We performed exome sequencing and analyzed the effect of Met327Lys mutations on cultured C2C12 muscle cells compared with that seen in the wild type (WT, ACTA1) and previously identified Asp294Val mutations associated with a severe phenotype of CFTD without cardiomyopathy.
Exome sequencing revealed a de novo mutation, c.980 T > A, p.(Met327Lys), in ACTA1 (NM_001100.4). C2C12 cells transfected with the WT plasmid expressed ACTA1 in the nucleus and cytoplasm. Cells with the Asp294Val mutant showed needle-like structures in the cytoplasm, whereas the expression of the Met327Lys mutant resulted in few aggregations but many apoptotic cells.

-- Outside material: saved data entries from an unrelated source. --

pub mod client;

pub use client::StorageHttpClient;
// StorageError は errors モジュールで定義済み
pub use crate::errors::StorageError;

use async_trait::async_trait;
use bytes::Bytes;

/// オブジェクトストアへの読み書き
///
/// バッチ処理はこのインターフェース越しにストレージへアクセスする
#[async_trait]
pub trait ObjectStore: Send + Sync {
    /// コンテナとキーを指定してオブジェクトを取得する
    async fn get_object(&self, container: &str, key: &str) -> Result<Bytes, StorageError>;

    /// コンテナとキーを指定してオブジェクトを書き込む
    async fn put_object(
        &self,
        container: &str,
        key: &str,
        body: Bytes,
        content_type: &str,
    ) -> Result<(), StorageError>;
}
use axum::Json;
use axum::extract::State;
use axum::http::StatusCode;
use axum::response::{IntoResponse, Response};

use crate::AppState;
use crate::event::ObjectCreatedEvent;
use crate::processor::{BatchFailure, process_batch};
use crop_core::{PipelineError, StorageError};

pub async fn health() -> impl IntoResponse {
    (StatusCode::OK, "ok")
}

/// オブジェクト作成イベントのバッチを受け取り、到着順に処理する
pub async fn notifications(
    State(state): State<AppState>,
    Json(event): Json<ObjectCreatedEvent>,
) -> Result<Response, AppError> {
    let batch = event.notifications();
    tracing::info!(records = batch.len(), "received object-created event");

    let stored = process_batch(&state.storage, &state.config, &batch).await?;

    let body = serde_json::json!({ "processed": stored.len(), "keys": stored });
    Ok((StatusCode::OK, Json(body)).into_response())
}

#[derive(Debug)]
pub enum AppError {
    NotFound(String),
    TransformFailed(String),
    StorageUnavailable(String),
}

impl From<BatchFailure> for AppError {
    fn from(failure: BatchFailure) -> Self {
        let message = failure.to_string();
        match failure.source {
            PipelineError::Storage(StorageError::NotFound { .. }) => AppError::NotFound(message),
            PipelineError::Storage(StorageError::Transient(_)) => {
                AppError::StorageUnavailable(message)
            }
            PipelineError::Decode(_) | PipelineError::Geometry(_) | PipelineError::Encode(_) => {
                AppError::TransformFailed(message)
            }
        }
    }
}

impl IntoResponse for AppError {
    fn into_response(self) -> Response {
        // どの失敗もバッチ全体の失敗として 5xx を返し、配信側の再配信に委ねる
        let (status, message) = match self {
            AppError::NotFound(msg) => (StatusCode::INTERNAL_SERVER_ERROR, msg),
            AppError::TransformFailed(msg) => (StatusCode::INTERNAL_SERVER_ERROR, msg),
            AppError::StorageUnavailable(msg) => (StatusCode::BAD_GATEWAY, msg),
        };

        let body = serde_json::json!({ "error": message });
        (status, Json(body)).into_response()
    }
}
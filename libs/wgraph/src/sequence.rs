/// A vector kept sorted on every `push`, the first element being the one to extract next.
///
/// The order is given by a strict `precedes(a, b)` predicate: `true` means `a` has to stay
/// in front of `b`. A new element goes in front of all elements it is equivalent to.
pub struct OrderedSequence<T, F> {
    elements: Vec<T>,
    precedes: F,
}

fn ascending<T: Ord>(a: &T, b: &T) -> bool {
    a < b
}

fn descending<T: Ord>(a: &T, b: &T) -> bool {
    a > b
}

impl<T: Ord> OrderedSequence<T, fn(&T, &T) -> bool> {
    /// Smallest element first.
    pub fn ascending() -> Self {
        Self::new(ascending::<T>)
    }

    /// Largest element first.
    pub fn descending() -> Self {
        Self::new(descending::<T>)
    }
}

impl<T, F> OrderedSequence<T, F>
where
    F: Fn(&T, &T) -> bool,
{
    pub fn new(precedes: F) -> Self {
        Self {
            elements: Vec::new(),
            precedes,
        }
    }

    // binary search for the first position whose element does not precede `element`
    fn lower_bound(&self, element: &T) -> usize {
        let mut first = 0;
        let mut last = self.elements.len();
        while first < last {
            let mid = first + (last - first) / 2;
            if (self.precedes)(&self.elements[mid], element) {
                first = mid + 1;
            } else {
                last = mid;
            }
        }
        first
    }

    pub fn push(&mut self, element: T) {
        let idx = self.lower_bound(&element);
        self.elements.insert(idx, element);
    }

    /// The element that would be extracted next.
    ///
    /// # Panics
    /// If the sequence is empty.
    pub fn front(&self) -> &T {
        match self.elements.first() {
            Some(element) => element,
            None => panic!("front() called on an empty OrderedSequence"),
        }
    }

    /// Removes the front element. Does nothing on an empty sequence.
    pub fn pop(&mut self) -> Option<T> {
        if self.elements.is_empty() {
            None
        } else {
            Some(self.elements.remove(0))
        }
    }

    pub fn is_empty(&self) -> bool {
        self.elements.is_empty()
    }

    pub fn len(&self) -> usize {
        self.elements.len()
    }

    pub fn iter(&self) -> impl Iterator<Item = &T> {
        self.elements.iter()
    }
}

#[cfg(test)]
mod tests {
    use super::*;

    #[test]
    fn new_sequence_is_empty() {
        let seq: OrderedSequence<i32, _> = OrderedSequence::ascending();
        assert!(seq.is_empty());
        assert_eq!(seq.len(), 0);
    }

    #[test]
    fn pop_on_empty_is_noop() {
        let mut seq: OrderedSequence<i32, _> = OrderedSequence::ascending();
        assert_eq!(seq.pop(), None);
        assert!(seq.is_empty());
    }

    #[test]
    #[should_panic]
    fn front_on_empty_panics() {
        let seq: OrderedSequence<i32, _> = OrderedSequence::descending();
        seq.front();
    }

    #[test]
    fn ascending_yields_smallest_first() {
        let mut seq = OrderedSequence::ascending();
        for it in [5, 1, 4, 1, 9] {
            seq.push(it);
        }
        assert_eq!(*seq.front(), 1);
        let drained: Vec<i32> = std::iter::from_fn(|| seq.pop()).collect();
        assert_eq!(drained, vec![1, 1, 4, 5, 9]);
    }

    #[test]
    fn descending_yields_largest_first() {
        let mut seq = OrderedSequence::descending();
        for it in [(0, 3), (7, 1), (2, 2), (7, 0)] {
            seq.push(it);
        }
        assert_eq!(*seq.front(), (7, 1));
        let drained: Vec<(i32, i32)> = std::iter::from_fn(|| seq.pop()).collect();
        assert_eq!(drained, vec![(7, 1), (7, 0), (2, 2), (0, 3)]);
    }

    #[test]
    fn equivalent_elements_are_inserted_in_front() {
        // compare by key only; the tag tells which insertion came first
        let mut seq = OrderedSequence::new(|a: &(u8, char), b: &(u8, char)| a.0 < b.0);
        seq.push((1, 'a'));
        seq.push((2, 'b'));
        seq.push((1, 'c'));
        seq.push((1, 'd'));
        let order: Vec<char> = seq.iter().map(|it| it.1).collect();
        assert_eq!(order, vec!['d', 'c', 'a', 'b']);
    }

    #[test]
    fn stays_sorted_under_random_pushes() {
        use rand::{Rng, SeedableRng};
        use rand_pcg::Pcg64;

        let mut rng = Pcg64::seed_from_u64(99);
        let mut seq = OrderedSequence::ascending();
        for _ in 0..500 {
            seq.push(rng.gen_range(-50..50));
            if rng.gen_bool(0.3) {
                seq.pop();
            }
        }
        let items: Vec<i32> = seq.iter().copied().collect();
        assert!(items.windows(2).all(|w| w[0] <= w[1]));
    }
}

Apoptosis induced in Met327Lys-transfected muscle cells supports the pathogenicity of the mutation and can be implicated as one of the histopathological features associated with CFTD, as in NM.
α-横纹肌肌动蛋白 1(ACTA1)是肌原纤维病(NM)和先天性纤维类型比例失调(CFTD)的致病基因之一。CFTD 的特征是 1 型纤维萎缩,与不存在杆状的 NM 不同。此前已报道过 8 例 CFTD 患者,包括 1 例扩张型心肌病(DCM)患者。在此,我们报告了一例 10 岁男孩 CFTD 和 DCM 的病例。

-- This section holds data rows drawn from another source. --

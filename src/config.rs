use std::fs::File;
use std::io::Read;

use anyhow::{ensure, Context};
use clap::ValueEnum;
use serde::Deserialize;
use wgraph::FrontierOrder;

use crate::cli::ProgramArguments;

/// Vertex count of the graph before any BUILD command, as in the classic driver.
pub const DEFAULT_INITIAL_VERTICES: usize = 10;

/// Upper bound on the vertex count a BUILD may allocate.
pub const DEFAULT_MAX_VERTICES: usize = 1_000_000;

#[derive(Clone, Copy, ValueEnum, Debug, Deserialize, PartialEq, Eq)]
#[serde(rename_all = "kebab-case")]
pub enum FrontierOrderSetting {
    Ascending,
    Descending,
}

impl From<FrontierOrderSetting> for FrontierOrder {
    fn from(setting: FrontierOrderSetting) -> Self {
        match setting {
            FrontierOrderSetting::Ascending => FrontierOrder::Ascending,
            FrontierOrderSetting::Descending => FrontierOrder::Descending,
        }
    }
}

#[derive(Debug, Default, Deserialize)]
#[serde(default, deny_unknown_fields)]
pub struct Config {
    pub graph: GraphConfig,
}

#[derive(Debug, Default, Deserialize)]
#[serde(default, deny_unknown_fields)]
pub struct GraphConfig {
    pub initial_vertices: Option<usize>,
    pub max_vertices: Option<usize>,
    pub frontier_order: Option<FrontierOrderSetting>,
}

pub fn read_config(path: impl Into<String>) -> anyhow::Result<Config> {
    let path = path.into();
    let mut s = String::new();
    File::open(&path)
        .with_context(|| format!("cannot open config file {}", path))?
        .read_to_string(&mut s)?;
    parse_config(&s).with_context(|| format!("invalid config file {}", path))
}

pub fn parse_config(s: &str) -> anyhow::Result<Config> {
    Ok(toml::from_str(s)?)
}

/// Effective settings: command line over config file over defaults.
#[derive(Debug, Clone)]
pub struct Settings {
    pub commands: String,
    pub output: String,
    pub initial_vertices: usize,
    pub max_vertices: usize,
    pub frontier_order: FrontierOrder,
}

impl Settings {
    pub fn resolve(args: &ProgramArguments) -> anyhow::Result<Self> {
        let config = match &args.config {
            Some(path) => read_config(path.as_str())?,
            None => Config::default(),
        };
        Self::merge(args, config)
    }

    fn merge(args: &ProgramArguments, config: Config) -> anyhow::Result<Self> {
        let initial_vertices = args
            .initial_vertices
            .or(config.graph.initial_vertices)
            .unwrap_or(DEFAULT_INITIAL_VERTICES);
        let max_vertices = args
            .max_vertices
            .or(config.graph.max_vertices)
            .unwrap_or(DEFAULT_MAX_VERTICES);
        ensure!(
            initial_vertices <= max_vertices,
            "initial vertex count {} exceeds the vertex limit {}",
            initial_vertices,
            max_vertices
        );
        let frontier_order = args
            .frontier_order
            .or(config.graph.frontier_order)
            .map(FrontierOrder::from)
            .unwrap_or_default();
        Ok(Self {
            commands: args.commands.clone(),
            output: args.output.clone(),
            initial_vertices,
            max_vertices,
            frontier_order,
        })
    }
}
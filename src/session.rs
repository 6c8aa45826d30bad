use std::io::{BufRead, Write};

use anyhow::{bail, Context};
use log::{debug, info, warn};
use took::Timer;
use wgraph::{FrontierOrder, Vertex, WeightedGraph};

use crate::command::{parse_command, Command};
use crate::config::DEFAULT_MAX_VERTICES;
use crate::io::edge_reader::load_edges;
use crate::utils::logging::{format_log_command_timed, format_seconds};

pub type Weight = i64;

#[derive(Debug, Default, Clone, Copy, PartialEq, Eq)]
pub struct RunSummary {
    pub executed: usize,
    pub failed: usize,
}

/// Holds the graph all commands of one run operate on.
pub struct Session {
    graph: WeightedGraph<Weight>,
    /// largest graph a BUILD may create
    max_vertices: usize,
}

// negative ids can never be in range, so they fail like any other bad vertex
fn to_vertex(v: i64) -> Option<Vertex> {
    Vertex::try_from(v).ok()
}

fn checked_vertex(v: i64, num_vertices: usize) -> anyhow::Result<Vertex> {
    match to_vertex(v) {
        Some(vertex) if (vertex as usize) < num_vertices => Ok(vertex),
        _ => bail!(
            "vertex {} is out of range for a graph with {} vertices",
            v,
            num_vertices
        ),
    }
}

impl Session {
    pub fn new(initial_vertices: usize, frontier_order: FrontierOrder) -> Self {
        Self {
            graph: WeightedGraph::with_frontier_order(initial_vertices, frontier_order),
            max_vertices: DEFAULT_MAX_VERTICES,
        }
    }

    pub fn with_max_vertices(mut self, max_vertices: usize) -> Self {
        self.max_vertices = max_vertices;
        self
    }

    pub fn graph(&self) -> &WeightedGraph<Weight> {
        &self.graph
    }

    /// Executes a single command and returns the text to report for it.
    pub fn execute(&mut self, command: &Command) -> anyhow::Result<String> {
        match command {
            Command::Build { path } => {
                let edges = load_edges(path.as_str())?;
                self.build(edges)?;
                let size = self.graph.size();
                info!(
                    "built graph from {} with {} vertices and {} edges",
                    path, size.vertices, size.edges
                );
                Ok("Built Graph".to_string())
            }
            Command::GetSize => {
                let size = self.graph.size();
                Ok(format!(
                    "Vertices of Graph: {}, Edges of Graph: {}",
                    size.vertices, size.edges
                ))
            }
            Command::Insert {
                source,
                destination,
                weight,
            } => {
                let inserted = match (to_vertex(*source), to_vertex(*destination)) {
                    (Some(s), Some(d)) if *weight >= 0 => self.graph.insert_edge(s, d, *weight),
                    _ => false,
                };
                if inserted {
                    Ok(format!("Inserted edge ({}, {}) to Graph", source, destination))
                } else {
                    Ok(format!(
                        "Failed to insert edge ({}, {}) to Graph",
                        source, destination
                    ))
                }
            }
            Command::Delete {
                source,
                destination,
            } => {
                let deleted = match (to_vertex(*source), to_vertex(*destination)) {
                    (Some(s), Some(d)) => self.graph.delete_edge(s, d),
                    _ => false,
                };
                if deleted {
                    Ok(format!("Deleted edge ({}, {}) from Graph", source, destination))
                } else {
                    Ok(format!(
                        "Failed to delete edge ({}, {}) from Graph",
                        source, destination
                    ))
                }
            }
            Command::ShortestPath {
                source,
                destination,
            } => {
                let n = self.graph.num_vertices();
                let s = checked_vertex(*source, n)?;
                let d = checked_vertex(*destination, n)?;
                let cost = self.graph.shortest_path(s, d)?;
                if cost == Weight::MAX {
                    Ok(format!("No path from {} to {}", source, destination))
                } else {
                    Ok(format!(
                        "Shortest path from {} to {} costs {}",
                        source, destination, cost
                    ))
                }
            }
            Command::SpanningTree => Ok(format!(
                "Spanning tree of Graph costs {}",
                self.graph.spanning_tree_cost()?
            )),
            Command::ConnectedComponents => Ok(format!(
                "The number of connected components of Graph is {}",
                self.graph.connected_components()
            )),
            Command::Print => {
                if self.graph.num_vertices() == 0 {
                    Ok("Graph is empty".to_string())
                } else {
                    Ok(self.graph.to_string())
                }
            }
        }
    }

    /// Replaces the graph by one spanning exactly the vertices `0..=max id` of `edges`.
    /// Negative ids or weights and graphs above `max_vertices` leave the old graph in place.
    fn build(&mut self, edges: Vec<(i64, i64, Weight)>) -> anyhow::Result<()> {
        let mut converted = Vec::with_capacity(edges.len());
        for (u, v, w) in edges {
            if w < 0 {
                bail!("edge ({}, {}) has negative weight {}", u, v, w);
            }
            match (to_vertex(u), to_vertex(v)) {
                (Some(u), Some(v)) => converted.push((u, v, w)),
                _ => bail!("edge ({}, {}) has a negative vertex id", u, v),
            }
        }
        let num_vertices = converted
            .iter()
            .map(|&(u, v, _)| u.max(v) as usize + 1)
            .max()
            .unwrap_or(0);
        if num_vertices > self.max_vertices {
            bail!(
                "edge file needs {} vertices, the limit is {}",
                num_vertices,
                self.max_vertices
            );
        }

        let mut graph =
            WeightedGraph::with_frontier_order(num_vertices, self.graph.frontier_order());
        graph.build_graph(converted)?;
        self.graph = graph;
        Ok(())
    }

    /// Runs every command line of `commands`, writing each result followed by its
    /// execution time and a blank line to `out`. A failing command is reported in the
    /// output and does not stop the run.
    pub fn run<R, O>(&mut self, commands: R, out: &mut O) -> anyhow::Result<RunSummary>
    where
        R: BufRead,
        O: Write,
    {
        let mut summary = RunSummary::default();
        for (line_no, line) in commands.lines().enumerate() {
            let line = line.with_context(|| format!("could not read command {}", line_no + 1))?;

            let timer = Timer::new();
            let result = match parse_command(&line) {
                Ok(Some(command)) => self.execute(&command),
                Ok(None) => continue,
                Err(e) => Err(e),
            };
            let took = timer.took();

            summary.executed += 1;
            let message = match result {
                Ok(message) => message,
                Err(e) => {
                    summary.failed += 1;
                    warn!("line {}: '{}' failed: {:#}", line_no + 1, line.trim(), e);
                    format!("Error: {:#}", e)
                }
            };
            debug!("{}", format_log_command_timed(line.trim(), &message, &took));

            writeln!(out, "{}", message.trim_end())?;
            writeln!(out, "{}", format_seconds(&took))?;
            writeln!(out)?;
        }
        Ok(summary)
    }
}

我们进行了外显子组测序,并分析了与野生型(WT,ACTA1)和先前鉴定的与无心肌病的 CFTD 严重表型相关的 Asp294Val 突变相比,Met327Lys 突变对培养的 C2C12 肌细胞的影响。
外显子组测序显示 ACTA1 中的一个从头突变 c.980T>A,p.(Met327Lys)(NM_001100.4)。转染 WT 质粒的 C2C12 细胞在核和细胞质中表达 ACTA1。带有 Asp294Val 突变的细胞在细胞质中显示出针状结构,而 Met327Lys 突变的表达导致很少的聚集但许多凋亡细胞。
Met327Lys 转染的肌细胞中诱导的凋亡支持该突变的致病性,并可能与 NM 一样,作为与 CFTD 相关的组织病理学特征之一。